Agachamento de costas
Agache-se abaixo do paralelo de seus quadris com o chão, não levante os calcanhares da superfície. Ao balançar, não se esforce para levantar a perna bem alto, um ângulo de 45-60 ° será suficiente. Você pode segurar sua perna no ponto extremo por um segundo: isso carregará ainda mais as nádegas.
Saltos na transversal
Outro bom exercício de coordenação. Com o primeiro salto, abra bem as pernas e os braços para os lados. Então, com um salto, cruze as pernas e os braços. Mude a posição deles em cada salto: primeiro o direito em cima, a próxima vez o esquerdo e assim por diante.
Caminhando com as mãos com ênfase em flexões
Ande com as mãos no chão enquanto está deitado, faça flexões e volte. Empurre para cima até que seu peito toque o chão, mantenha seus abdominais e nádegas tensos, não abra os cotovelos para os lados.

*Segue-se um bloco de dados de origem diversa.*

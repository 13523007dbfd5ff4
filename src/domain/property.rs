//! Declarative (extended) properties of nodes and builtins.
//!
//! Values are kept as raw text until a consumer asks for them with a
//! target type.

use indexmap::IndexMap;

#[derive(Debug, Clone, PartialEq, Eq)]
pub struct ExtendedProperty {
    name: String,
    raw: String,
}

impl ExtendedProperty {
    pub fn new(name: impl Into<String>, raw: impl Into<String>) -> Self {
        Self {
            name: name.into(),
            raw: raw.into(),
        }
    }

    pub fn name(&self) -> &str {
        &self.name
    }

    /// Unparsed declarative text.
    pub fn raw(&self) -> &str {
        &self.raw
    }
}

/// Ordered, case-insensitive property set.
#[derive(Debug, Clone, Default)]
pub struct PropertyCollection {
    items: IndexMap<String, ExtendedProperty>,
}

impl PropertyCollection {
    pub fn new() -> Self {
        Self::default()
    }

    /// Insert or replace a property, keeping its original position.
    pub fn set(&mut self, name: impl Into<String>, raw: impl Into<String>) {
        let property = ExtendedProperty::new(name, raw);
        self.items.insert(property.name.to_lowercase(), property);
    }

    pub fn get(&self, name: &str) -> Option<&ExtendedProperty> {
        self.items.get(&name.to_lowercase())
    }

    pub fn raw(&self, name: &str) -> Option<&str> {
        self.get(name).map(ExtendedProperty::raw)
    }

    pub fn contains(&self, name: &str) -> bool {
        self.items.contains_key(&name.to_lowercase())
    }

    pub fn remove(&mut self, name: &str) -> Option<ExtendedProperty> {
        self.items.shift_remove(&name.to_lowercase())
    }

    pub fn len(&self) -> usize {
        self.items.len()
    }

    pub fn is_empty(&self) -> bool {
        self.items.is_empty()
    }

    /// Properties in declaration order.
    pub fn iter(&self) -> impl Iterator<Item = &ExtendedProperty> {
        self.items.values()
    }
}

impl<N: Into<String>, R: Into<String>> FromIterator<(N, R)> for PropertyCollection {
    fn from_iter<I: IntoIterator<Item = (N, R)>>(iter: I) -> Self {
        let mut properties = Self::new();
        for (name, raw) in iter {
            properties.set(name, raw);
        }
        properties
    }
}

Correndo para o lado em um agachamento
Agache-se paralelamente aos quadris com o chão ou ligeiramente mais alto, dê quatro passos deslizantes para o lado e alongue-se. Faça o mesmo do outro lado. Tente não sair do agachamento até o final do exercício. O alongamento pode demorar um pouco.
Flexões reversas
Afunde-se paralelamente aos ombros com o chão, mas não abaixe. Faça o exercício suavemente e sob controle. Você pode fazer isso com as pernas dobradas ou esticadas. O segundo é mais difícil.